2023 badminton tournament in Saarbrücken

The 2023 Hylo Open was a badminton tournament which took place at the Saarlandhalle in Saarbrücken, Germany, from 31 October to 5 November 2023 and had a total prize of US$210,000.

==Tournament==
The 2023 Hylo Open was the twenty-ninth tournament of the 2023 BWF World Tour.

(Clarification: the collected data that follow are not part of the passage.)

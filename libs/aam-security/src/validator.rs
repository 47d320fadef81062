//! Offline token validation: structure, algorithm, signature, expiry.

use std::fmt;
use std::str::FromStr;
use std::time::Duration;

use ed25519_dalek::{Signature, VerifyingKey};
use jsonwebtoken::Algorithm;
use serde::{Deserialize, Serialize};

use crate::claims::{self, TokenClaims};
use crate::clock;
use crate::config::TokenValidatorConfig;
use crate::constants::{ACCEPTED_ALGORITHM, ACCEPTED_ALGORITHM_NAME};
use crate::crypto;
use crate::error::ValidationError;

/// Outcome of validating a token.
#[derive(Debug, Clone, Copy, PartialEq, Eq, Hash, Serialize, Deserialize)]
#[serde(rename_all = "SCREAMING_SNAKE_CASE")]
pub enum ValidationStatus {
    Valid,
    Expired,
    /// The signature does not verify under the issuer key.
    InvalidTrustChain,
    /// Validation could not be completed (used by callers on transport or
    /// decoding failures).
    Unknown,
}

impl ValidationStatus {
    #[must_use]
    pub const fn is_valid(self) -> bool {
        matches!(self, Self::Valid)
    }

    #[must_use]
    pub const fn as_str(self) -> &'static str {
        match self {
            Self::Valid => "VALID",
            Self::Expired => "EXPIRED",
            Self::InvalidTrustChain => "INVALID_TRUST_CHAIN",
            Self::Unknown => "UNKNOWN",
        }
    }
}

impl fmt::Display for ValidationStatus {
    fn fmt(&self, f: &mut fmt::Formatter<'_>) -> fmt::Result {
        f.write_str(self.as_str())
    }
}

/// Supplies the key a token should be verified against, by its claims.
///
/// Returning `None` falls back to the key embedded in the token (`ipk`).
pub trait IssuerKeyResolver: Send + Sync {
    fn resolve_issuer_key(&self, claims: &TokenClaims) -> Option<VerifyingKey>;
}

impl<F> IssuerKeyResolver for F
where
    F: Fn(&TokenClaims) -> Option<VerifyingKey> + Send + Sync,
{
    fn resolve_issuer_key(&self, claims: &TokenClaims) -> Option<VerifyingKey> {
        self(claims)
    }
}

/// Validates compact tokens without contacting any AAM.
#[derive(Debug, Clone, Default)]
pub struct TokenValidator {
    leeway: Duration,
}

impl TokenValidator {
    #[must_use]
    pub fn new(config: &TokenValidatorConfig) -> Self {
        Self {
            leeway: config.expiration_leeway,
        }
    }

    /// Validate `token`, verifying its signature against `issuer_key`, or
    /// against the key embedded in the token when none is given.
    ///
    /// # Errors
    /// Returns [`ValidationError`] if the token is malformed, is not signed
    /// with the accepted algorithm, or carries an undecodable issuer key.
    pub fn validate(
        &self,
        token: &str,
        issuer_key: Option<&VerifyingKey>,
    ) -> Result<ValidationStatus, ValidationError> {
        self.validate_at(token, issuer_key, clock::now_seconds())
    }

    /// Like [`Self::validate`], taking the issuer key from `resolver`.
    ///
    /// # Errors
    /// Same as [`Self::validate`].
    pub fn validate_with(
        &self,
        token: &str,
        resolver: &dyn IssuerKeyResolver,
    ) -> Result<ValidationStatus, ValidationError> {
        let decoded = claims::decode(token)?;
        let key = resolver.resolve_issuer_key(&decoded.claims);
        self.check(&decoded, key.as_ref(), clock::now_seconds())
    }

    /// Validate as of `now` (UNIX seconds).
    ///
    /// # Errors
    /// Same as [`Self::validate`].
    pub fn validate_at(
        &self,
        token: &str,
        issuer_key: Option<&VerifyingKey>,
        now: i64,
    ) -> Result<ValidationStatus, ValidationError> {
        let decoded = claims::decode(token)?;
        self.check(&decoded, issuer_key, now)
    }

    fn check(
        &self,
        decoded: &claims::DecodedToken,
        issuer_key: Option<&VerifyingKey>,
        now: i64,
    ) -> Result<ValidationStatus, ValidationError> {
        let algorithm = Algorithm::from_str(&decoded.header.alg).ok();
        if algorithm != Some(ACCEPTED_ALGORITHM) {
            return Err(ValidationError::AlgorithmMismatch {
                expected: ACCEPTED_ALGORITHM_NAME.to_owned(),
                found: decoded.header.alg.clone(),
            });
        }

        let key = if let Some(key) = issuer_key {
            *key
        } else {
            crypto::decode_public_key(&decoded.claims.issuer_public_key)?
        };

        let verified = Signature::from_slice(&decoded.signature)
            .is_ok_and(|sig| key.verify_strict(decoded.signing_input.as_bytes(), &sig).is_ok());
        if !verified {
            tracing::debug!(
                issuer = %decoded.claims.issuer,
                subject = %decoded.claims.subject,
                "token signature does not verify"
            );
            return Ok(ValidationStatus::InvalidTrustChain);
        }

        let leeway = i64::try_from(self.leeway.as_secs()).unwrap_or(i64::MAX);
        if now >= decoded.claims.expiration.saturating_add(leeway) {
            return Ok(ValidationStatus::Expired);
        }

        Ok(ValidationStatus::Valid)
    }
}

It was a part of the Hylo Open, which had been held since 1988. This tournament was organized by the German Badminton Federation with sanction from the BWF.

===Venue===
This international tournament was held at the Saarlandhalle in Saarbrücken, Germany.

=== Point distribution ===
Below is the point distribution table for each phase of the tournament based on the BWF points system for the BWF World Tour Super 300 event.

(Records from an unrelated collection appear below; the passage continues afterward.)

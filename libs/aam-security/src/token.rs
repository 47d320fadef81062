use std::cmp::Ordering;
use std::collections::BTreeSet;
use std::fmt;
use std::hash::{Hash, Hasher};
use std::sync::Arc;

use crate::claims::{self, TokenClaims, TokenHeader, TokenType};
use crate::error::MalformedTokenError;

/// Ordered set of tokens a requester presented; ordering is by token string.
pub type TokenSet = BTreeSet<Token>;

/// A decoded, immutable token.
///
/// Identity is the compact string: two tokens are equal exactly when their
/// strings are. Holding a `Token` says nothing about its validity.
#[derive(Clone)]
pub struct Token {
    raw: Arc<str>,
    header: Arc<TokenHeader>,
    claims: Arc<TokenClaims>,
}

impl Token {
    /// Decode `raw` and keep it alongside its claims.
    ///
    /// # Errors
    /// Returns [`MalformedTokenError`] if the string is not a well-formed token.
    pub fn parse(raw: &str) -> Result<Self, MalformedTokenError> {
        let raw = raw.trim();
        let decoded = claims::decode(raw)?;
        Ok(Self {
            raw: Arc::from(raw),
            header: Arc::new(decoded.header),
            claims: Arc::new(decoded.claims),
        })
    }

    /// The compact token string.
    #[must_use]
    pub fn as_str(&self) -> &str {
        &self.raw
    }

    #[must_use]
    pub fn claims(&self) -> &TokenClaims {
        &self.claims
    }

    /// Signature algorithm named in the header.
    #[must_use]
    pub fn algorithm(&self) -> &str {
        &self.header.alg
    }

    #[must_use]
    pub fn token_type(&self) -> TokenType {
        self.claims.token_type
    }

    #[must_use]
    pub fn issuer(&self) -> &str {
        &self.claims.issuer
    }

    #[must_use]
    pub fn subject(&self) -> &str {
        &self.claims.subject
    }

    /// Attribute value by name, with or without the attribute prefix.
    #[must_use]
    pub fn attribute(&self, name: &str) -> Option<&str> {
        self.claims.attribute(name)
    }
}

impl std::str::FromStr for Token {
    type Err = MalformedTokenError;

    fn from_str(s: &str) -> Result<Self, Self::Err> {
        Self::parse(s)
    }
}

impl fmt::Debug for Token {
    fn fmt(&self, f: &mut fmt::Formatter<'_>) -> fmt::Result {
        f.debug_struct("Token")
            .field("token_type", &self.claims.token_type)
            .field("issuer", &self.claims.issuer)
            .field("subject", &self.claims.subject)
            .field("expiration", &self.claims.expiration)
            .finish_non_exhaustive()
    }
}

impl fmt::Display for Token {
    fn fmt(&self, f: &mut fmt::Formatter<'_>) -> fmt::Result {
        f.write_str(&self.raw)
    }
}

impl PartialEq for Token {
    fn eq(&self, other: &Self) -> bool {
        self.raw == other.raw
    }
}

impl Eq for Token {}

impl Hash for Token {
    fn hash<H: Hasher>(&self, state: &mut H) {
        self.raw.hash(state);
    }
}

impl PartialOrd for Token {
    fn partial_cmp(&self, other: &Self) -> Option<Ordering> {
        Some(self.cmp(other))
    }
}

impl Ord for Token {
    fn cmp(&self, other: &Self) -> Ordering {
        self.raw.cmp(&other.raw)
    }
}

impl AsRef<str> for Token {
    fn as_ref(&self) -> &str {
        &self.raw
    }
}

| Winner | Runner-up | 3/4 | 5/8 | 9/16 | 17/32 |
|---|---|---|---|---|---|
| 7,000 | 5,950 | 4,900 | 3,850 | 2,750 | 1,670 |

=== Prize money ===
The total prize money for this tournament was US$210,000. The distribution of the prize money was in accordance with BWF regulations.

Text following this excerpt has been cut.